Yea, I’m a Bambi lover, but I don’t begrudge family and friends from enjoying the hunt, as long as they don’t waste the venison.

But in honor of the noble whitetail deer, this month’s column is about a time when a Kenosha city park had a deer enclosure that later moved to a county park.

Thirty years ago, older readers would occasionally tell me their memories about a zoo they went to in Lincoln Park.

It was the cage of monkeys that left the biggest impression on their young minds.

The zoo began, according to the Fourth Annual Report of the City of Kenosha, in 1925 with an exhibit of waterfowl and those three darn monkeys.

They were eventually joined by pheasants, peacocks, swans and geese.

J. Hauser, who lived at 3124 Roosevelt Road, presented the park with two pet baby raccoons, which for a time, outranked the monkeys in “cuteness”
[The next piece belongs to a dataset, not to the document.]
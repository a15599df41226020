//! HTTP transport backed by reqwest

pub mod transport;

pub use transport::{join_url, ReqwestTransport, ReqwestTransportBuilder};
By all accounts it was located near 22nd Avenue between the creek and 69th Street.

Next came the deer

On June 15, 1926, The Kenosha Evening News reported that a family of deer, enclosed by a high cyclone fence, had been added to the menagerie.

The deer came from a facility in Shawano Lake, located about 200 miles of north of Kenosha, a long drive in vehicles that ran roughshod over 1926 roads.
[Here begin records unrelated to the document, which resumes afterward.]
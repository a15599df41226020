use std::time::Duration;

use async_trait::async_trait;
use chatwire_core::{RequestConfig, Transport};
use chatwire_domain::{
    ChatwireError, EnvironmentConfig, FormPartBody, Method, MultipartForm, Payload, RawResponse,
    TransportError,
};
use reqwest::header::{HeaderMap, CONTENT_TYPE};
use reqwest::multipart::{Form, Part};
use reqwest::{Client as ReqwestClient, Request, Response};
use tracing::debug;

use crate::errors::{InfraError, IntoTransportError};

/// [`Transport`] that performs calls with a shared reqwest client.
///
/// Relative request URLs are joined onto the configured base URL. Every
/// received response is returned as-is, whatever its status; classification
/// happens in the core service.
#[derive(Clone)]
pub struct ReqwestTransport {
    client: ReqwestClient,
    base_url: String,
}

impl ReqwestTransport {
    /// Start building a new transport.
    pub fn builder() -> ReqwestTransportBuilder {
        ReqwestTransportBuilder::default()
    }

    /// Transport using the base URL and timeout of `config`.
    pub fn from_config(config: &EnvironmentConfig) -> Result<Self, ChatwireError> {
        Self::builder().base_url(config.base_url.clone()).timeout(config.timeout()).build()
    }

    pub fn base_url(&self) -> &str {
        &self.base_url
    }

    fn build_request(&self, config: &RequestConfig) -> Result<Request, TransportError> {
        let url = join_url(&self.base_url, &config.url);
        let mut builder =
            self.client.request(http_method(config.method), url).headers(config.headers.clone());

        if !config.query.is_empty() {
            builder = builder.query(&config.query);
        }

        if let Some(timeout) = config.timeout {
            builder = builder.timeout(timeout);
        }

        match &config.body {
            Some(Payload::Json(value)) => {
                let bytes = serde_json::to_vec(value)
                    .map_err(|err| TransportError::Invalid(format!("unencodable body: {err}")))?;
                builder = builder.body(bytes);
            }
            Some(Payload::Multipart(form)) => {
                builder = builder.multipart(multipart_form(form)?);
            }
            Some(Payload::Empty) | None => {}
        }

        builder.build().map_err(IntoTransportError::into_transport)
    }

    async fn execute(&self, request: Request) -> Result<RawResponse, TransportError> {
        let method = request.method().clone();
        let url = request.url().clone();
        debug!(%method, %url, "sending HTTP request");

        let response = self.client.execute(request).await.map_err(|err| {
            debug!(%method, %url, error = %err, "HTTP request failed");
            err.into_transport()
        })?;

        debug!(%method, %url, status = %response.status(), "received HTTP response");
        read_response(response).await
    }
}

#[async_trait]
impl Transport for ReqwestTransport {
    async fn send(&self, config: &RequestConfig) -> Result<RawResponse, TransportError> {
        let request = self.build_request(config)?;

        tokio::select! {
            biased;
            _ = config.cancel.cancelled() => {
                debug!(method = %config.method, url = %config.url, "aborting cancelled HTTP request");
                Err(TransportError::Aborted("request cancelled before completion".into()))
            }
            result = self.execute(request) => result,
        }
    }
}

/// Builder for [`ReqwestTransport`].
#[derive(Debug)]
pub struct ReqwestTransportBuilder {
    base_url: String,
    timeout: Duration,
    user_agent: Option<String>,
    default_headers: Option<HeaderMap>,
}

impl Default for ReqwestTransportBuilder {
    fn default() -> Self {
        let defaults = EnvironmentConfig::default();
        let timeout = defaults.timeout();
        Self {
            base_url: defaults.base_url,
            timeout,
            user_agent: None,
            default_headers: None,
        }
    }
}

impl ReqwestTransportBuilder {
    pub fn base_url(mut self, base_url: impl Into<String>) -> Self {
        self.base_url = base_url.into();
        self
    }

    /// Timeout for calls that do not carry their own.
    pub fn timeout(mut self, timeout: Duration) -> Self {
        self.timeout = timeout;
        self
    }

    pub fn user_agent(mut self, agent: impl Into<String>) -> Self {
        self.user_agent = Some(agent.into());
        self
    }

    pub fn default_headers(mut self, headers: HeaderMap) -> Self {
        self.default_headers = Some(headers);
        self
    }

    pub fn build(self) -> Result<ReqwestTransport, ChatwireError> {
        let mut builder = ReqwestClient::builder().timeout(self.timeout).no_proxy();

        if let Some(agent) = self.user_agent {
            builder = builder.user_agent(agent);
        }

        if let Some(headers) = self.default_headers {
            builder = builder.default_headers(headers);
        }

        let client = builder.build().map_err(|err| ChatwireError::from(InfraError::from(err)))?;

        Ok(ReqwestTransport { client, base_url: self.base_url })
    }
}

/// Join `url` onto `base_url` unless it is already absolute.
///
/// Slashes at the seam are collapsed to one. An empty `url` resolves to the
/// base URL itself.
pub fn join_url(base_url: &str, url: &str) -> String {
    if is_absolute(url) || base_url.is_empty() {
        return url.to_string();
    }
    if url.is_empty() {
        return base_url.to_string();
    }
    format!("{}/{}", base_url.trim_end_matches('/'), url.trim_start_matches('/'))
}

/// `scheme://...` or protocol-relative `//...`.
fn is_absolute(url: &str) -> bool {
    if url.starts_with("//") {
        return true;
    }
    let Some((scheme, _)) = url.split_once("://") else {
        return false;
    };
    let mut chars = scheme.chars();
    matches!(chars.next(), Some(first) if first.is_ascii_alphabetic())
        && chars.all(|c| c.is_ascii_alphanumeric() || matches!(c, '+' | '-' | '.'))
}

fn http_method(method: Method) -> reqwest::Method {
    match method {
        Method::Get => reqwest::Method::GET,
        Method::Post => reqwest::Method::POST,
        Method::Put => reqwest::Method::PUT,
        Method::Patch => reqwest::Method::PATCH,
        Method::Delete => reqwest::Method::DELETE,
        Method::Head => reqwest::Method::HEAD,
        Method::Options => reqwest::Method::OPTIONS,
    }
}

fn multipart_form(form: &MultipartForm) -> Result<Form, TransportError> {
    form.parts().iter().try_fold(Form::new(), |acc, part| match &part.body {
        FormPartBody::Text(value) => Ok(acc.text(part.name.clone(), value.clone())),
        FormPartBody::File { file_name, mime, bytes } => {
            let mut file = Part::bytes(bytes.clone()).file_name(file_name.clone());
            if let Some(mime) = mime {
                file = file.mime_str(mime).map_err(|err| {
                    TransportError::Invalid(format!("invalid mime type for {}: {err}", part.name))
                })?;
            }
            Ok(acc.part(part.name.clone(), file))
        }
    })
}

async fn read_response(response: Response) -> Result<RawResponse, TransportError> {
    let status = response.status().as_u16();
    let content_type = response
        .headers()
        .get(CONTENT_TYPE)
        .and_then(|value| value.to_str().ok())
        .map(str::to_string);
    let body = response.text().await.map_err(IntoTransportError::into_transport)?;

    Ok(RawResponse { status, content_type, body })
}

#[cfg(test)]
mod tests {
    use chatwire_core::{normalize, RequestOverrides};
    use serde_json::json;
    use tokio_util::sync::CancellationToken;
    use wiremock::matchers::{body_json, header, method, path, query_param};
    use wiremock::{Mock, MockServer, ResponseTemplate};

    use super::*;

    fn transport_for(server: &MockServer) -> ReqwestTransport {
        ReqwestTransport::builder().base_url(server.uri()).build().expect("transport")
    }

    #[test]
    fn join_url_collapses_slashes() {
        assert_eq!(join_url("http://h:1/", "/a/b"), "http://h:1/a/b");
        assert_eq!(join_url("http://h:1", "a"), "http://h:1/a");
        assert_eq!(join_url("http://h:1/api", ""), "http://h:1/api");
    }

    #[test]
    fn join_url_keeps_absolute_urls() {
        assert_eq!(join_url("http://h:1", "https://other/x"), "https://other/x");
        assert_eq!(join_url("http://h:1", "//cdn/x"), "//cdn/x");
        assert_eq!(join_url("", "/a"), "/a");
        assert!(!is_absolute("/redirect?to=http://x"));
    }

    #[tokio::test]
    async fn returns_non_success_responses_unclassified() {
        let server = MockServer::start().await;
        Mock::given(method("GET"))
            .and(path("/missing"))
            .respond_with(ResponseTemplate::new(404).set_body_string("nope"))
            .mount(&server)
            .await;

        let config = normalize("get", "/missing", Payload::Empty, RequestOverrides::new());
        let response = transport_for(&server).send(&config).await.expect("response");

        assert_eq!(response.status, 404);
        assert_eq!(response.body, "nope");
    }

    #[tokio::test]
    async fn sends_json_body_and_query() {
        let server = MockServer::start().await;
        Mock::given(method("POST"))
            .and(path("/chat/send"))
            .and(query_param("trace", "1"))
            .and(header("content-type", "application/json;charset=UTF-8"))
            .and(body_json(json!({"text": "hi"})))
            .respond_with(
                ResponseTemplate::new(200)
                    .insert_header("content-type", "application/json")
                    .set_body_string(r#"{"code":200}"#),
            )
            .expect(1)
            .mount(&server)
            .await;

        let config = normalize(
            "post",
            "/chat/send",
            json!({"text": "hi"}).into(),
            RequestOverrides::new().query("trace", "1"),
        );
        let response = transport_for(&server).send(&config).await.expect("response");

        assert_eq!(response.status, 200);
        assert_eq!(response.content_type.as_deref(), Some("application/json"));
    }

    #[tokio::test]
    async fn builder_applies_user_agent_and_default_headers() {
        let server = MockServer::start().await;
        Mock::given(method("GET"))
            .and(header("user-agent", "chatwire-web/1.0"))
            .and(header("x-client", "desktop"))
            .respond_with(ResponseTemplate::new(200))
            .expect(1)
            .mount(&server)
            .await;

        let mut defaults = HeaderMap::new();
        defaults.insert("x-client", reqwest::header::HeaderValue::from_static("desktop"));
        let transport = ReqwestTransport::builder()
            .base_url(server.uri())
            .user_agent("chatwire-web/1.0")
            .default_headers(defaults)
            .build()
            .expect("transport");

        let config = normalize("get", "/ping", Payload::Empty, RequestOverrides::new());
        let response = transport.send(&config).await.expect("response");

        assert_eq!(response.status, 200);
    }

    #[tokio::test]
    async fn cancelled_token_aborts_call() {
        let server = MockServer::start().await;
        Mock::given(method("GET"))
            .respond_with(ResponseTemplate::new(200).set_delay(Duration::from_secs(5)))
            .mount(&server)
            .await;

        let mut config = normalize("get", "/slow", Payload::Empty, RequestOverrides::new());
        let token = CancellationToken::new();
        config.cancel = token.clone();

        let transport = transport_for(&server);
        let call = tokio::spawn(async move { transport.send(&config).await });
        tokio::time::sleep(Duration::from_millis(50)).await;
        token.cancel();

        let result = call.await.expect("join");
        assert!(matches!(result, Err(TransportError::Aborted(_))));
    }

    #[tokio::test]
    async fn per_call_timeout_overrides_default() {
        let server = MockServer::start().await;
        Mock::given(method("GET"))
            .respond_with(ResponseTemplate::new(200).set_delay(Duration::from_millis(500)))
            .mount(&server)
            .await;

        let config = normalize(
            "get",
            "/slow",
            Payload::Empty,
            RequestOverrides::new().timeout(Duration::from_millis(50)),
        );
        let result = transport_for(&server).send(&config).await;

        assert!(matches!(result, Err(TransportError::Timeout(_))));
    }

    #[test]
    fn rejects_bad_mime_type() {
        let form = MultipartForm::new().file("avatar", "a.png", Some("not a mime"), vec![1, 2]);
        assert!(matches!(multipart_form(&form), Err(TransportError::Invalid(_))));
    }
}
Led by Herman E. Arndt, superintendent of construction and maintenance of the city parks department, a crew brought back a buck, two does and a fawn. One of the does was pregnant and projected to give birth that July.
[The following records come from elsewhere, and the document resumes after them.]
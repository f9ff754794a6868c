//! Team name validation
//!
//! Team names are chosen in the lobby before a match starts. This module
//! trims them, filters inappropriate content and makes sure both teams
//! can be told apart.

use rustrict::CensorStr;
use serde::Serialize;
use thiserror::Error;

use crate::constants::team::MAX_NAME_LENGTH;

/// Errors that can occur during team name validation
#[derive(Error, Serialize, Debug, Clone, Copy, PartialEq, Eq)]
pub enum Error {
    /// Both teams requested the same name
    #[error("name already in-use")]
    Used,
    /// The name is empty or contains only whitespace
    #[error("name cannot be empty")]
    Empty,
    /// The name contains inappropriate content
    #[error("name is inappropriate")]
    Sinful,
    /// The name exceeds the maximum allowed length
    #[error("name is too long")]
    TooLong,
}

/// Cleans and validates a single team name
///
/// # Returns
///
/// The trimmed name on success, or an error describing why the name
/// was rejected.
///
/// # Errors
///
/// * `Error::TooLong` - Name exceeds 30 characters after trimming
/// * `Error::Empty` - Name is empty after trimming whitespace
/// * `Error::Sinful` - Name contains inappropriate content
pub fn clean_name(name: &str) -> Result<String, Error> {
    let name = rustrict::trim_whitespace(name);
    if name.chars().count() > MAX_NAME_LENGTH {
        return Err(Error::TooLong);
    }
    if name.is_empty() {
        return Err(Error::Empty);
    }
    if name.is_inappropriate() {
        return Err(Error::Sinful);
    }
    Ok(name.to_owned())
}

/// Cleans and validates the names of both teams
///
/// # Errors
///
/// Any error of [`clean_name`] for either name, or `Error::Used` when both
/// names are equal ignoring case.
pub fn clean_pair(team_a: &str, team_b: &str) -> Result<(String, String), Error> {
    let team_a = clean_name(team_a)?;
    let team_b = clean_name(team_b)?;
    if team_a.to_lowercase() == team_b.to_lowercase() {
        return Err(Error::Used);
    }
    Ok((team_a, team_b))
}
It took the 10 men four hours to get the four wary whitetails into a truck. Just as they would close in on one of them, the frisky devil would jump over the heads of the nearest men and be off.

The adult deer were named Dick, Bessie and Dot, and the fawn had yet to be named. Arndt said the deer responded to their names when called.

In March 1928, Arndt was hired as Kenosha County’s first superintendent of county parks. He would soon come to know the next generations of those deer.

Forced migration

When it comes to being prolific, deer are like rabbits, only larger and on spindly legs. Three years after they came to Kenosha, the herd grew from four to 16 deer, and it was getting pretty crowded in the urban pen.

Kenosha Park Director Floyd A. Carlson knew they could no longer house the deer at Lincoln Park and made arrangements with Ardnt to move the deer to a more suitable, yet enclosed, area at Petrifying Springs Park.

It fit right in with the county board’s plan to improve the park, along with Fox River Park. The automobile gave residents the freedom to travel to these recreational green spaces, and families were excited to take drives out into the countryside.

A large pen was built at the northwest corner of the park, north of Highway A, near the park entrance off Highway 31.

It became a popular stop for area families.

Glen Rasmussen, who worked many years for the Kenosha Parks Department, told me some years ago that it was part of his job to feed the deer.

The tradition of naming the deer lasted several generations, Rasmussen said. The large buck’s name was Dynamite, and one demure doe was Dolly.

Each fall, he helped with rounding up the deer for their annual examination. Fawns that were weaned were taken by a man who may have sold them to deer farms, a family entertainment activity popular at the time.

Complaint investigated

A complaint was received in the early summer of 1934 about the care of the deer and was noted in the County Park Board meeting minutes.

County Park Board Chairman W.A. Upson of Bristol told committee members an investigation was initiated in response to the complaint.

It found that the deer were well cared for, and a state conservation officer reported that the deer at Petrifying Springs were better cared for than most deer maintained in enclosures in the state.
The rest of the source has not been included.